**Work item**
Which lines below include the string "watch"? Please show each one.

Recorded data
┌──

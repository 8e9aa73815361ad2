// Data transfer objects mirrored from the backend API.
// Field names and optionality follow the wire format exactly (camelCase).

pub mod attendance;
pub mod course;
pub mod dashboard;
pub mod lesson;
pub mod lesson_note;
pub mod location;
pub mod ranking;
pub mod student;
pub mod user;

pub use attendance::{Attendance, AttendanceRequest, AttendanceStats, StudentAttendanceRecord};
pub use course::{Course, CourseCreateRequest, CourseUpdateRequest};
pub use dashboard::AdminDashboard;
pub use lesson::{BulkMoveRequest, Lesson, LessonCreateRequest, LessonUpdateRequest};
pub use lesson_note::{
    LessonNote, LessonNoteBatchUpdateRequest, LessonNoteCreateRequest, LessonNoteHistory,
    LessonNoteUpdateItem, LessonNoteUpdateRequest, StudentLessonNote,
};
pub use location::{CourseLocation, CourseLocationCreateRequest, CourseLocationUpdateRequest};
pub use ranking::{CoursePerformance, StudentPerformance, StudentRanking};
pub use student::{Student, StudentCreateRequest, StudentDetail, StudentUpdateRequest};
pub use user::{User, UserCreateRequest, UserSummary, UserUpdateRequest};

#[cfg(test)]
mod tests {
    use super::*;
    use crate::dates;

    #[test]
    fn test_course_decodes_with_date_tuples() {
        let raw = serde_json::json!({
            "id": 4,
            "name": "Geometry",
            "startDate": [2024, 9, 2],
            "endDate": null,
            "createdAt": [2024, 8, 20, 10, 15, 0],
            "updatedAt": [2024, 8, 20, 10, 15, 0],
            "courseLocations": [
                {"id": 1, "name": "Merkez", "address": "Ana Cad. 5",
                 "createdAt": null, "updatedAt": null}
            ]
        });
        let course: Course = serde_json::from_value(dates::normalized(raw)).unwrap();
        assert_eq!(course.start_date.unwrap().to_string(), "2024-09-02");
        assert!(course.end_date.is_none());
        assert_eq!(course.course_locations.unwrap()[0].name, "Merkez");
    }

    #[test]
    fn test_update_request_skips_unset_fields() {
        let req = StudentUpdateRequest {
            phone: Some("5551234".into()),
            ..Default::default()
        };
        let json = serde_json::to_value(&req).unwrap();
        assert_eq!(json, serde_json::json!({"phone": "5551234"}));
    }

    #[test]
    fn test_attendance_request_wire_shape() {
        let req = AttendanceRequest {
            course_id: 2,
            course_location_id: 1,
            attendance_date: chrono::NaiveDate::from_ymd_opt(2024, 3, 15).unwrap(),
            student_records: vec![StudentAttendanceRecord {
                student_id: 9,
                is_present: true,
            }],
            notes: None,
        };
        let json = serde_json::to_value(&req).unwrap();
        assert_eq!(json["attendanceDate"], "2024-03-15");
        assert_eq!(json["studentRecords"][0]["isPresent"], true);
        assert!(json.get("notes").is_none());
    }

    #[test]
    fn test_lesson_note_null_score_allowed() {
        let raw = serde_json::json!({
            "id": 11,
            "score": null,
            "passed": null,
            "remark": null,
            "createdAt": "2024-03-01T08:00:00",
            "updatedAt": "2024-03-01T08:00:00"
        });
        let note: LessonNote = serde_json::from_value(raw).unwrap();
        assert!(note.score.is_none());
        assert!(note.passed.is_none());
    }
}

└──
┌──

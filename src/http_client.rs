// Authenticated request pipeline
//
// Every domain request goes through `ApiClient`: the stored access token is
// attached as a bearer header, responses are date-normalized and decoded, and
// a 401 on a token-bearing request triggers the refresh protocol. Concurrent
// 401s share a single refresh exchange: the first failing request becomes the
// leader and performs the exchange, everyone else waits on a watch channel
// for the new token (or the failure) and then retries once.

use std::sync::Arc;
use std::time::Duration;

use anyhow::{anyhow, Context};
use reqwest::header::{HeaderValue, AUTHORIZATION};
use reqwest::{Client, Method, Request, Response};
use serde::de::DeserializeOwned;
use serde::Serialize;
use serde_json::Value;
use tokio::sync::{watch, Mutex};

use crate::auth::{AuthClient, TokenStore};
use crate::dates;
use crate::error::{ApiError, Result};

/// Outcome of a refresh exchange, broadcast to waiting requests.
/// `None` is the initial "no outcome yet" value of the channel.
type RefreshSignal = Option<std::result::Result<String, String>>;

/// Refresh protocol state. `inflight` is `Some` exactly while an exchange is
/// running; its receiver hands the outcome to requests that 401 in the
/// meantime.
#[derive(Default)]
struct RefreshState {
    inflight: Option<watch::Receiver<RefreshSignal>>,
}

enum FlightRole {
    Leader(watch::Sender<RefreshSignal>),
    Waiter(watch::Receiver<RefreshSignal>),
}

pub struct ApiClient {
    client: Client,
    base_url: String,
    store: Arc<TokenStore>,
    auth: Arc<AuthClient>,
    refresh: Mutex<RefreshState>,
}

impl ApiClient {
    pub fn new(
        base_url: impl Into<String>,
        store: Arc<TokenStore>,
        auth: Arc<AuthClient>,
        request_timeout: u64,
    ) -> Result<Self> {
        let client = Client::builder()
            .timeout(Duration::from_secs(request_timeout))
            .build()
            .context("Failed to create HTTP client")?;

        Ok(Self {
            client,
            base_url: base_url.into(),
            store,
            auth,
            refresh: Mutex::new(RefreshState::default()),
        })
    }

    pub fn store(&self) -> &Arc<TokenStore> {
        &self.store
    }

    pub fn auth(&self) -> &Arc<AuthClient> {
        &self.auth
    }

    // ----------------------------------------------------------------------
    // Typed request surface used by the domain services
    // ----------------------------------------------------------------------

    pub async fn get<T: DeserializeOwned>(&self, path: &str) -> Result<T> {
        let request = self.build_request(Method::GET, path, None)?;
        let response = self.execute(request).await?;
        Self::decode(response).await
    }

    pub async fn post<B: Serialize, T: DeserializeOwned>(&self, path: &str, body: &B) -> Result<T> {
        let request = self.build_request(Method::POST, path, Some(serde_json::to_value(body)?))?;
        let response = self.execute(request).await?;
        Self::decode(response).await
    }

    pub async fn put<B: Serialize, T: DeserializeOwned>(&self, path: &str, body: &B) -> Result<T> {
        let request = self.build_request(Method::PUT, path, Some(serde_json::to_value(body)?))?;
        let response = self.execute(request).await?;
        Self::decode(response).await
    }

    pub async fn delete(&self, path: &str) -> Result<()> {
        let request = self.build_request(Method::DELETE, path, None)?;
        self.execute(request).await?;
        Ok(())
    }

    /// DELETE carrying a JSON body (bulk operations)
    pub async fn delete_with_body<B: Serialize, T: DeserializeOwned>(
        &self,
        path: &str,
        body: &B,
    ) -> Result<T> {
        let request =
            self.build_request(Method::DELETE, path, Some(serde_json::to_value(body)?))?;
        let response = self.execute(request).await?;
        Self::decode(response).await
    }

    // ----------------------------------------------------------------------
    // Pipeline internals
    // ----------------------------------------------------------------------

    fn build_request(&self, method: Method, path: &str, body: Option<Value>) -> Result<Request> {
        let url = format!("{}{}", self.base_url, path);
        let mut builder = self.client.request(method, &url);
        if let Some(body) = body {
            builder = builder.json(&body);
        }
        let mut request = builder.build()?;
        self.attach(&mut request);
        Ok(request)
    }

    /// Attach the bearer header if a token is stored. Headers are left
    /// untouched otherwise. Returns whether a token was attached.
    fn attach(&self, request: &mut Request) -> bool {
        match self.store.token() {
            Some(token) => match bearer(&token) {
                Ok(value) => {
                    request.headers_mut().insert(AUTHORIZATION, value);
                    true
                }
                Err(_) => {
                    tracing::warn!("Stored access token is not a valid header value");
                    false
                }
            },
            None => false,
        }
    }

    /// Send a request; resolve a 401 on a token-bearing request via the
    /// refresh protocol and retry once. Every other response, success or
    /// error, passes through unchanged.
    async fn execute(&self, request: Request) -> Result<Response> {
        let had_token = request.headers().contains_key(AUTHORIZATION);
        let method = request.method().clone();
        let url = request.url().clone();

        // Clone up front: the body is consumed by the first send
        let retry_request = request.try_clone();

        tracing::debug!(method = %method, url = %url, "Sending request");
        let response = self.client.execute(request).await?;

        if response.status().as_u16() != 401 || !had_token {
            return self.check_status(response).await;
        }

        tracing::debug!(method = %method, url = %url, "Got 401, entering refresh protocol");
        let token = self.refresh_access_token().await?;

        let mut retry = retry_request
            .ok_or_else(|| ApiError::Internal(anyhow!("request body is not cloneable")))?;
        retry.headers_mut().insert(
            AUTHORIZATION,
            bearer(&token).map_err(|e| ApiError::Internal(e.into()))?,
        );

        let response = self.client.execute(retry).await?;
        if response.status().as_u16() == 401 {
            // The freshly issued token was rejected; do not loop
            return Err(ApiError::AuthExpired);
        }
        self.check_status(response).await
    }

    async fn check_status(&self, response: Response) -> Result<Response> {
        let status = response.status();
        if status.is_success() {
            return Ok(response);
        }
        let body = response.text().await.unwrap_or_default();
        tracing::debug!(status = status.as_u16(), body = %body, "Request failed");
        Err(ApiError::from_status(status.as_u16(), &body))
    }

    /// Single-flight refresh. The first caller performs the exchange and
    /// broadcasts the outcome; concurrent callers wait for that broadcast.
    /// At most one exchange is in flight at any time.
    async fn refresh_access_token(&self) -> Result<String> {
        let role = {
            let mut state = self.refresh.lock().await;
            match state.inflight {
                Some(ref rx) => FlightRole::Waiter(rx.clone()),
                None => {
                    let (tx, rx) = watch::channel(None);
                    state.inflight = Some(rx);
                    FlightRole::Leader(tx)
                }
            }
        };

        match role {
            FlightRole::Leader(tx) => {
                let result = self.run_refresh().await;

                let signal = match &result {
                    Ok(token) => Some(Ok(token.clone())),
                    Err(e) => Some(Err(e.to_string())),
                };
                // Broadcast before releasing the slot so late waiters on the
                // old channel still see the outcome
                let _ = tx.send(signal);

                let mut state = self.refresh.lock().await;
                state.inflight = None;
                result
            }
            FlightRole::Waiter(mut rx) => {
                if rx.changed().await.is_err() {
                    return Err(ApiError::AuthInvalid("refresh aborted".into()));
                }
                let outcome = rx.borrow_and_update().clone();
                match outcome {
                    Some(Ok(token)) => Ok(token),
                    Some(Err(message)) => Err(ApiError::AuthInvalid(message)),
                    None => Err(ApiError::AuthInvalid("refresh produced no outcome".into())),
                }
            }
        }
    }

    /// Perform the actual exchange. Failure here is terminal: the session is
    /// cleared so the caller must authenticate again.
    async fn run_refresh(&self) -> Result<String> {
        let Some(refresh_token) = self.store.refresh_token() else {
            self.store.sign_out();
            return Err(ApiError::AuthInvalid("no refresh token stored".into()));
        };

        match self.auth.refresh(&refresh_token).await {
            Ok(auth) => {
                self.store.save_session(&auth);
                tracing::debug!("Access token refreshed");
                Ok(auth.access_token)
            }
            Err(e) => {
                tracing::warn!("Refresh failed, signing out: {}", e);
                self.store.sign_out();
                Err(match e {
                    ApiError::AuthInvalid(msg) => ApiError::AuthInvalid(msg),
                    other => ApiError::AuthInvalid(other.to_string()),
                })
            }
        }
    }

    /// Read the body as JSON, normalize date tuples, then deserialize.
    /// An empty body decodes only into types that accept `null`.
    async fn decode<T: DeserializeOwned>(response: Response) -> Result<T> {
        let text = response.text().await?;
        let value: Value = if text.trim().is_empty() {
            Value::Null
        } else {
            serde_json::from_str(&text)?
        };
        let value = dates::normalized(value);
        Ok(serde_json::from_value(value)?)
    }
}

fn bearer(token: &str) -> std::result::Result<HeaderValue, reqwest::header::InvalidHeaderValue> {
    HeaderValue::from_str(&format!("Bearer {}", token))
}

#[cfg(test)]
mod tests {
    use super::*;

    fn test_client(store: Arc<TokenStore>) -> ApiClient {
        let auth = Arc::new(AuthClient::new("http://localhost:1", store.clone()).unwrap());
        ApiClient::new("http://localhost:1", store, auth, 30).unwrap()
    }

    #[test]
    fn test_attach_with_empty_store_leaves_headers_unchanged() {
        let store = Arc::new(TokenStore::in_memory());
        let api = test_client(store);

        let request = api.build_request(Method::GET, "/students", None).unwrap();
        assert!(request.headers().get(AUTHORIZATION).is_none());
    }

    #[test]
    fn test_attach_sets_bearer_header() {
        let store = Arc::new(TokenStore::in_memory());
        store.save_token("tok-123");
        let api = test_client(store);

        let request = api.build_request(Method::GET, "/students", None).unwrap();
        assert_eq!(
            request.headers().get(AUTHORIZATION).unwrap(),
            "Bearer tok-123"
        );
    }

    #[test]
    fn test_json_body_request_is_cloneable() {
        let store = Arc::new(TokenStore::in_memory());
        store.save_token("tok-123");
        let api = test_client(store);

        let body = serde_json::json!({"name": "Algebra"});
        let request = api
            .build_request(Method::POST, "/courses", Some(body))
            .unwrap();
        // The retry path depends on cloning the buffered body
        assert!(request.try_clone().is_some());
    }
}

└──

**Answer section**
// leader and performs the exchange, everyone else waits on a watch channel
use tokio::sync::{watch, Mutex};
    inflight: Option<watch::Receiver<RefreshSignal>>,
    Leader(watch::Sender<RefreshSignal>),
    Waiter(watch::Receiver<RefreshSignal>),
                    let (tx, rx) = watch::channel(None);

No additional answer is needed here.